L'Américain Dave Praeger est le créateur du «site intellectuel sur le caca» Poopreport.com et l'auteur du livre Poop Culture : How America Is Shaped by Its Grossest National Product (éd. Feral House).
Pourquoi les excréments sont-ils si tabous ?
Instinctivement, les humains voient le caca comme contaminant. Le tabou vient du fait que l’on interprète un polluant physique comme capable d’une pollution symbolique. Là-dessus, l’enseignement du pot marque à vie : il montre que le caca est le symbole absolu de la négativité, qui doit disparaître pour toujours dans les toilettes. Imaginez un enfant à qui les parents apprennent que le caca est «polluant», «pas naturel» : il associera toujours ses propres fonctions naturelles au sentiment de dégoût de ses parents.
Cela a-t-il toujours été tabou ?
D’une manière générale oui, mais dans des proportions qui changent en fonction des technologies de traitement des déchets. Avant l’apparition des toilettes, il était acceptable de faire caca dans des fosses communes privées. La plomberie est apparue comme un symbole de propreté et, plus les toilettes et la plomberie se sont améliorées, plus les tabous se sont reportés sur des techniques qui étaient auparavant acceptables.
Pourquoi est-ce encore plus délicat sur le lieu de travail ?
Cela dépend de la façon dont l’individu a intériorisé la signification du caca. Pour certains, le tabou vient de l’idée que le caca des autres est contaminant. Pour d’autres, tous les cacas sont polluants, y compris le leur. Ces derniers ont souvent des problèmes pour déféquer dans les lieux où ils pourraient être reconnus, parce qu’ils ont peur que le fait d’être associé à l’acte ne puisse les dissocier de la substance.
Est-ce perçu différemment selon la place dans la hiérarchie ou la classe sociale ?

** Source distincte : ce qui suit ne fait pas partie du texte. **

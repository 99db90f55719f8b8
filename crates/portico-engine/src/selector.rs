use serde::{Deserialize, Serialize};

/// Ordered candidate CSS selectors for one semantic target.
///
/// Order encodes preference: the locator tries candidates front to back and
/// stops at the first one that is present and visible.
#[derive(Debug, Clone, PartialEq, Eq, Default, Serialize, Deserialize)]
#[serde(transparent)]
pub struct SelectorGroup(Vec<String>);

impl SelectorGroup {
    pub fn new<I, S>(candidates: I) -> Self
    where
        I: IntoIterator<Item = S>,
        S: Into<String>,
    {
        Self(candidates.into_iter().map(Into::into).collect())
    }

    pub fn candidates(&self) -> &[String] {
        &self.0
    }

    pub fn iter(&self) -> std::slice::Iter<'_, String> {
        self.0.iter()
    }

    pub fn len(&self) -> usize {
        self.0.len()
    }

    pub fn is_empty(&self) -> bool {
        self.0.is_empty()
    }
}

impl<'a> IntoIterator for &'a SelectorGroup {
    type Item = &'a String;
    type IntoIter = std::slice::Iter<'a, String>;

    fn into_iter(self) -> Self::IntoIter {
        self.0.iter()
    }
}

impl From<Vec<String>> for SelectorGroup {
    fn from(candidates: Vec<String>) -> Self {
        Self(candidates)
    }
}

/// The selector groups used by the login workflow.
#[derive(Debug, Clone, PartialEq, Eq, Serialize, Deserialize)]
#[serde(default)]
pub struct SelectorSet {
    pub username: SelectorGroup,
    pub password: SelectorGroup,
    pub login_button: SelectorGroup,
    pub success_indicators: SelectorGroup,
    pub error_indicators: SelectorGroup,
}

impl Default for SelectorSet {
    fn default() -> Self {
        Self {
            username: SelectorGroup::new([
                "#username",
                "[name=\"username\"]",
                "input[type=\"text\"]",
                "input[placeholder*=\"username\"]",
                "input[placeholder*=\"用户名\"]",
            ]),
            password: SelectorGroup::new([
                "#password",
                "[name=\"password\"]",
                "input[type=\"password\"]",
                "input[placeholder*=\"password\"]",
                "input[placeholder*=\"密码\"]",
            ]),
            login_button: SelectorGroup::new([
                "#login-button",
                "#submit",
                "#login",
                ".btn-primary",
                ".btn-login",
                "button[type=\"submit\"]",
                "input[type=\"submit\"]",
                ".login-btn",
            ]),
            success_indicators: SelectorGroup::new([
                ".dashboard",
                ".main-content",
                "[data-testid=\"dashboard\"]",
                ".user-info",
                ".welcome-message",
                "[data-role=\"main\"]",
            ]),
            error_indicators: SelectorGroup::new([
                ".error-message",
                ".alert-danger",
                ".login-error",
                "[data-testid=\"error\"]",
                ".notification.error",
            ]),
        }
    }
}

Si vous pensez que le caca est un polluant, votre peur d’autocontamination augmente avec le statut que vous accordez à l’observateur. Et si vous avez du mépris pour quelqu’un d’une classe inférieure, il sera amplifié par l’association de cette personne au caca. Si vous voyez le travail dans le bâtiment comme un métier sale, la contamination du caca aura moins de pouvoir qu’elle n’en aurait avec un métier «propre», par exemple chirurgien.
Est-ce perçu différemment selon que l’on est un homme ou une femme ?
Les femmes sont généralement perçues comme le plus propre des deux sexes, donc si vous voyez le caca comme un polluant symbolique, c’est d’autant plus puissant que ça contraste avec l’image de propreté supérieure que vous aviez de la femme.
Comment se débarrasser de ce tabou ?
Il faudrait adopter une nouvelle idéologie selon laquelle faire caca n’est pas un acte sale, mais un rituel purifiant : lorsque vous entrez dans les toilettes, les impuretés de votre corps sont réunies dans votre rectum, puis vous les expulsez et vous quittez les toilettes plus propre, plus pur et plus civilisé.